Task brief => When you copy the entries, keep every word exactly as it stands.

Material to process =>
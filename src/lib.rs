//! # lazy-aws - Lazily-Built Resource Policies
//!
//! `lazy-aws` authors IAM resource policies for KMS keys and the S3 buckets
//! encrypted with them, one grant at a time:
//!
//! - **One statement per capability**: granting the same capability again
//!   widens the existing statement's principal instead of adding a new one
//! - **Lazy documents**: a bucket policy only exists (and is only attached)
//!   once something has been granted on the bucket
//! - **Composed grants**: bucket read implies key decrypt, bucket write
//!   implies key encrypt
//!
//! ## Quick Start
//!
//! ```rust
//! use lazy_aws::{
//!     AccountId, EncryptedBucket, Key, KeyArgs, MemoryProvisioner, Principal, ResourceName,
//!     Result,
//! };
//! use std::sync::Arc;
//!
//! # fn main() -> Result<()> {
//! let account = AccountId::new("123456789012")?;
//! let provisioner = Arc::new(MemoryProvisioner::new("aws", "us-east-1", account.clone()));
//!
//! let key = Key::new(ResourceName::new("data-key")?, KeyArgs::new(account), provisioner.clone())?;
//! let mut bucket = EncryptedBucket::new(ResourceName::new("logs")?, &key, provisioner)?;
//!
//! bucket
//!     .grant_read_only_to_principal(&Principal::aws("111111111111"))?
//!     .grant_read_only_to_principal(&Principal::aws("222222222222"))?;
//!
//! let json = bucket.policy_json()?;
//! assert!(json.contains(r#""Principal":{"AWS":["111111111111","222222222222"]}"#));
//! # Ok(())
//! # }
//! ```
//!
//! ## Plans
//!
//! The same grants can be described in a TOML [`plan::Plan`] and evaluated in
//! one pass; see the `lazy-aws` binary.

pub mod core;
pub mod error;
pub mod kms;
pub mod plan;
pub mod s3;

pub use crate::core::{
    iam::{
        build_statement, merge, Capability, Effect, GrantOutcome, PolicyAggregator,
        PolicyDocument, Principal, SharedDocument, Statement, StringOrList, POLICY_VERSION,
    },
    provision::{
        AccountRoot, AttachmentHandle, MemoryProvisioner, Provisioner, ResourceAddress,
        ResourceKind, ResourceRef,
    },
    validation::{AccountId, ResourceName},
};
pub use crate::error::{PolicyError, Result};
pub use crate::kms::{Key, KeyArgs};
pub use crate::plan::{Plan, PlanOutput};
pub use crate::s3::{BucketEncryption, EncryptedBucket};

Solution =>
filename src/lib.rs
//! # lazy-aws - Lazily-Built Resource Policies
//!
//! `lazy-aws` authors IAM resource policies for KMS keys and the S3 buckets
//! encrypted with them, one grant at a time:
//!
//! - **One statement per capability**: granting the same capability again
//!   widens the existing statement's principal instead of adding a new one
//! - **Lazy documents**: a bucket policy only exists (and is only attached)
//!   once something has been granted on the bucket
//! - **Composed grants**: bucket read implies key decrypt, bucket write
//!   implies key encrypt
//!
//! ## Quick Start
//!
//! ```rust
//! use lazy_aws::{
//!     AccountId, EncryptedBucket, Key, KeyArgs, MemoryProvisioner, Principal, ResourceName,
//!     Result,
//! };
//! use std::sync::Arc;
//!
//! # fn main() -> Result<()> {
//! let account = AccountId::new("123456789012")?;
//! let provisioner = Arc::new(MemoryProvisioner::new("aws", "us-east-1", account.clone()));
//!
//! let key = Key::new(ResourceName::new("data-key")?, KeyArgs::new(account), provisioner.clone())?;
//! let mut bucket = EncryptedBucket::new(ResourceName::new("logs")?, &key, provisioner)?;
//!
//! bucket
//!     .grant_read_only_to_principal(&Principal::aws("111111111111"))?
//!     .grant_read_only_to_principal(&Principal::aws("222222222222"))?;
//!
//! let json = bucket.policy_json()?;
//! assert!(json.contains(r#""Principal":{"AWS":["111111111111","222222222222"]}"#));
//! # Ok(())
//! # }
//! ```
//!
//! ## Plans
//!
//! The same grants can be described in a TOML [`plan::Plan`] and evaluated in
//! one pass; see the `lazy-aws` binary.

pub mod core;
pub mod error;
pub mod kms;
pub mod plan;
pub mod s3;

pub use crate::core::{
    iam::{
        build_statement, merge, Capability, Effect, GrantOutcome, PolicyAggregator,
        PolicyDocument, Principal, SharedDocument, Statement, StringOrList, POLICY_VERSION,
    },
    provision::{
        AccountRoot, AttachmentHandle, MemoryProvisioner, Provisioner, ResourceAddress,
        ResourceKind, ResourceRef,
    },
    validation::{AccountId, ResourceName},
};
pub use crate::error::{PolicyError, Result};
pub use crate::kms::{Key, KeyArgs};
pub use crate::plan::{Plan, PlanOutput};
pub use crate::s3::{BucketEncryption, EncryptedBucket};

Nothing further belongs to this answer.